(Still under development)
Hypnos works by spawning a suspended process, and utilizing this process to create a copy of ntdll.dll
. From that copy, the syscall numbers are being resolved.
The parent process ID
of the spawned process is being spoofed, to make the parent-child relation less suspicious.
Because the NTDLL copy is made from a suspended process, the NTAPI (Native WinAPI) functions aren't hooked by AV/EDR.
This is better than the previous methods (Hell's Gate and Halo's Gate) because Hell's Gate doesn't work when the syscalls are hooked, and Halo's Gate is unreliable as it relies on incremental syscall numbers.
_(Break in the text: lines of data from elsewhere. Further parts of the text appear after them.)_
// Copyright 2021 Datafuse Labs
//
// Licensed under the Apache License, Version 2.0 (the "License");
// you may not use this file except in compliance with the License.
// You may obtain a copy of the License at
//
//     http://www.apache.org/licenses/LICENSE-2.0
//
// Unless required by applicable law or agreed to in writing, software
// distributed under the License is distributed on an "AS IS" BASIS,
// WITHOUT WARRANTIES OR CONDITIONS OF ANY KIND, either express or implied.
// See the License for the specific language governing permissions and
// limitations under the License.

//! TestStore: an in-memory remote store for integration tests of the cache.
//!
//! It keeps hashes, publishes keyspace notifications to its feeds the way a real server does,
//! and lets a test inject faults: unreadable fields, failing commands, dropped connections
//! and slow reads.

use std::collections::BTreeMap;
use std::collections::BTreeSet;
use std::sync::Arc;
use std::time::Duration;

use tokio::sync::mpsc;
use tokio::sync::Mutex;

use crate::errors::ConnectionClosed;
use crate::errors::SubscribeError;
use crate::errors::Unsupported;
use crate::notification::Notification;
use crate::type_config::ChangeFeed;
use crate::type_config::RemoteCollection;

/// The database index used in published channel names.
const DB: u32 = 0;

#[derive(Debug)]
struct Subscriber {
    id: u64,
    pattern: String,
    sender: mpsc::UnboundedSender<Notification>,
}

/// How `psubscribe` should fail.
#[derive(Debug, Clone, Copy, PartialEq, Eq)]
pub enum SubscribeFailure {
    Connection,
    Unsupported,
}

/// Counters describing how the store was used.
#[derive(Debug, Clone, Default, PartialEq, Eq)]
pub struct Stats {
    /// `HKEYS` calls, i.e. resyncs attempted.
    pub hkeys: u64,
    pub hget: u64,
    /// Subscriptions currently registered.
    pub subscribers: usize,
    pub psubscribes: u64,
    pub punsubscribes: u64,
    pub closes: u64,
}

#[derive(Debug, Default)]
pub struct State {
    pub hashes: BTreeMap<String, BTreeMap<String, String>>,

    /// The `notify-keyspace-events` setting; nothing is published while it is `None`.
    pub notify_flags: Option<String>,

    subscribers: Vec<Subscriber>,
    next_subscriber_id: u64,

    unreadable_fields: BTreeSet<(String, String)>,
    fail_hkeys: bool,
    fail_enable: bool,
    fail_subscribe: Option<SubscribeFailure>,
    read_delay: Option<Duration>,

    stats: Stats,
}

impl State {
    /// Publish a keyspace notification for `key` to every matching subscriber.
    ///
    /// Subscribers whose receiving end is gone are removed.
    fn publish(&mut self, key: &str, event: &str) {
        if self.notify_flags.is_none() {
            return;
        }

        let channel = format!("__keyspace@{}__:{}", DB, key);

        self.subscribers.retain(|sub| {
            if !glob_match(&sub.pattern, &channel) {
                return true;
            }
            sub.sender
                .send(Notification::new(&channel, event))
                .is_ok()
        });
    }
}

/// An in-memory remote store. Cloning shares the same data.
#[derive(Debug, Clone, Default)]
pub struct TestStore {
    pub state: Arc<Mutex<State>>,
}

impl TestStore {
    pub fn new() -> Self {
        Self::default()
    }

    /// Open a new pub/sub connection to this store.
    pub fn feed(&self) -> TestFeed {
        TestFeed {
            store: self.clone(),
            subscription: None,
            closed: false,
        }
    }

    /// `HSET key field value`, as any client would do.
    pub async fn hset(&self, key: &str, field: &str, value: &str) {
        let mut state = self.state.lock().await;

        let is_new = !state.hashes.contains_key(key);
        state
            .hashes
            .entry(key.to_string())
            .or_default()
            .insert(field.to_string(), value.to_string());

        if is_new {
            state.publish(key, "new");
        }
        state.publish(key, "hset");
    }

    /// `HDEL key field...`, as any client would do. Returns the number of removed fields.
    pub async fn hdel(&self, key: &str, fields: &[&str]) -> u64 {
        let mut state = self.state.lock().await;

        let Some(hash) = state.hashes.get_mut(key) else {
            return 0;
        };

        let removed = fields.iter().filter(|f| hash.remove(**f).is_some()).count() as u64;
        let now_empty = hash.is_empty();

        if removed > 0 {
            state.publish(key, "hdel");
        }
        if now_empty {
            state.hashes.remove(key);
            state.publish(key, "del");
        }
        removed
    }

    /// Publish an arbitrary keyspace event for `key`, without changing any data.
    pub async fn notify(&self, key: &str, event: &str) {
        self.state.lock().await.publish(key, event);
    }

    pub async fn snapshot(&self, key: &str) -> BTreeMap<String, String> {
        let state = self.state.lock().await;
        state.hashes.get(key).cloned().unwrap_or_default()
    }

    pub async fn stats(&self) -> Stats {
        let state = self.state.lock().await;
        let mut stats = state.stats.clone();
        stats.subscribers = state.subscribers.len();
        stats
    }

    pub async fn notify_flags(&self) -> Option<String> {
        self.state.lock().await.notify_flags.clone()
    }

    /// Make `HGET key field` fail until reset.
    pub async fn set_unreadable(&self, key: &str, field: &str, unreadable: bool) {
        let mut state = self.state.lock().await;
        let k = (key.to_string(), field.to_string());
        if unreadable {
            state.unreadable_fields.insert(k);
        } else {
            state.unreadable_fields.remove(&k);
        }
    }

    pub async fn set_fail_hkeys(&self, fail: bool) {
        self.state.lock().await.fail_hkeys = fail;
    }

    pub async fn set_fail_enable(&self, fail: bool) {
        self.state.lock().await.fail_enable = fail;
    }

    pub async fn set_fail_subscribe(&self, failure: Option<SubscribeFailure>) {
        self.state.lock().await.fail_subscribe = failure;
    }

    /// Delay every `HGET` by `delay`, to simulate a slow or wedged server.
    pub async fn set_read_delay(&self, delay: Option<Duration>) {
        self.state.lock().await.read_delay = delay;
    }

    /// Simulate a network failure of every pub/sub connection.
    ///
    /// The subscription senders are dropped, so subscribers see their feed closed.
    pub async fn drop_all_connections(&self) {
        self.state.lock().await.subscribers.clear();
    }
}

#[async_trait::async_trait]
impl RemoteCollection for TestStore {
    async fn fields(&self, key: &str) -> Result<Vec<String>, ConnectionClosed> {
        let mut state = self.state.lock().await;
        state.stats.hkeys += 1;

        if state.fail_hkeys {
            return Err(ConnectionClosed::new_str("HKEYS failed").context(key));
        }

        let fields = state
            .hashes
            .get(key)
            .map(|h| h.keys().cloned().collect())
            .unwrap_or_default();
        Ok(fields)
    }

    async fn get_field(&self, key: &str, field: &str) -> Result<Option<String>, ConnectionClosed> {
        let delay = {
            let mut state = self.state.lock().await;
            state.stats.hget += 1;
            state.read_delay
        };

        // Sleep without holding the lock, so writers are not blocked.
        if let Some(d) = delay {
            tokio::time::sleep(d).await;
        }

        let state = self.state.lock().await;

        if state
            .unreadable_fields
            .contains(&(key.to_string(), field.to_string()))
        {
            return Err(
                ConnectionClosed::new_str("HGET failed").context(format!("{} {}", key, field))
            );
        }

        Ok(state.hashes.get(key).and_then(|h| h.get(field)).cloned())
    }

    async fn set_field(&self, key: &str, field: &str, value: &str) -> Result<(), ConnectionClosed> {
        self.hset(key, field, value).await;
        Ok(())
    }

    async fn del_fields(&self, key: &str, fields: &[&str]) -> Result<u64, ConnectionClosed> {
        Ok(self.hdel(key, fields).await)
    }
}

/// A pub/sub connection to a [`TestStore`].
#[derive(Debug)]
pub struct TestFeed {
    store: TestStore,
    /// Subscriber id and the receiving end of the subscription.
    subscription: Option<(u64, mpsc::UnboundedReceiver<Notification>)>,
    closed: bool,
}

impl TestFeed {
    fn check_open(&self) -> Result<(), ConnectionClosed> {
        if self.closed {
            return Err(ConnectionClosed::new_str("feed is closed"));
        }
        Ok(())
    }
}

#[async_trait::async_trait]
impl ChangeFeed for TestFeed {
    async fn enable_notifications(&mut self, flags: &str) -> Result<(), ConnectionClosed> {
        self.check_open()?;

        let mut state = self.store.state.lock().await;
        if state.fail_enable {
            return Err(ConnectionClosed::new_str("CONFIG SET failed"));
        }
        state.notify_flags = Some(flags.to_string());
        Ok(())
    }

    async fn psubscribe(&mut self, pattern: &str) -> Result<(), SubscribeError> {
        self.check_open()?;

        let mut state = self.store.state.lock().await;
        state.stats.psubscribes += 1;

        match state.fail_subscribe {
            Some(SubscribeFailure::Connection) => {
                return Err(ConnectionClosed::new_str("PSUBSCRIBE failed").into());
            }
            Some(SubscribeFailure::Unsupported) => {
                return Err(Unsupported::new("pub/sub disabled").into());
            }
            None => {}
        }

        // Replace a previous subscription of this connection.
        if let Some((old_id, _)) = self.subscription.take() {
            state.subscribers.retain(|s| s.id != old_id);
        }

        let (tx, rx) = mpsc::unbounded_channel();
        let id = state.next_subscriber_id;
        state.next_subscriber_id += 1;

        state.subscribers.push(Subscriber {
            id,
            pattern: pattern.to_string(),
            sender: tx,
        });
        self.subscription = Some((id, rx));
        Ok(())
    }

    async fn next_message(
        &mut self,
        timeout: Duration,
    ) -> Result<Option<Notification>, ConnectionClosed> {
        self.check_open()?;

        let Some((_, rx)) = self.subscription.as_mut() else {
            return Err(ConnectionClosed::new_str("not subscribed"));
        };

        match tokio::time::timeout(timeout, rx.recv()).await {
            Err(_elapsed) => Ok(None),
            Ok(Some(msg)) => Ok(Some(msg)),
            Ok(None) => Err(ConnectionClosed::new_str("subscription closed")),
        }
    }

    async fn punsubscribe(&mut self) -> Result<(), ConnectionClosed> {
        self.check_open()?;

        let mut state = self.store.state.lock().await;
        state.stats.punsubscribes += 1;

        if let Some((id, _)) = self.subscription.take() {
            state.subscribers.retain(|s| s.id != id);
        }
        Ok(())
    }

    async fn close(&mut self) -> Result<(), ConnectionClosed> {
        self.check_open()?;
        self.closed = true;

        let mut state = self.store.state.lock().await;
        state.stats.closes += 1;

        if let Some((id, _)) = self.subscription.take() {
            state.subscribers.retain(|s| s.id != id);
        }
        Ok(())
    }
}

/// Redis style glob matching, supporting `*` and `?`.
pub fn glob_match(pattern: &str, s: &str) -> bool {
    let p: Vec<char> = pattern.chars().collect();
    let s: Vec<char> = s.chars().collect();

    // Classic backtracking over the last `*`.
    let (mut pi, mut si) = (0, 0);
    let mut star = None::<(usize, usize)>;

    while si < s.len() {
        if pi < p.len() && (p[pi] == '?' || p[pi] == s[si]) {
            pi += 1;
            si += 1;
        } else if pi < p.len() && p[pi] == '*' {
            star = Some((pi, si));
            pi += 1;
        } else if let Some((sp, ss)) = star {
            pi = sp + 1;
            si = ss + 1;
            star = Some((sp, ss + 1));
        } else {
            return false;
        }
    }

    p[pi..].iter().all(|c| *c == '*')
}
Which is not the case for Windows 11.
We are also not overwriting the .text
section of the loaded ntdll.dll
, leaving the hooks intact.
This is a pretty reliable way of resolving syscall numbers, which will most likely continue to work for further Windows releases.
- PPID spoofing for suspended process
- Calling syscalls indirectly
- Utilizing hardware breakpoints to create a clean callstack
First of all, you have to use the InitHypnos()
. This will place the initial breakpoint, and register the Vectored Exception Handler (VEH).
Then, you need to prepare the syscall by calling PrepareSyscall()
.
Now you can execute the NTAPI function as you wish!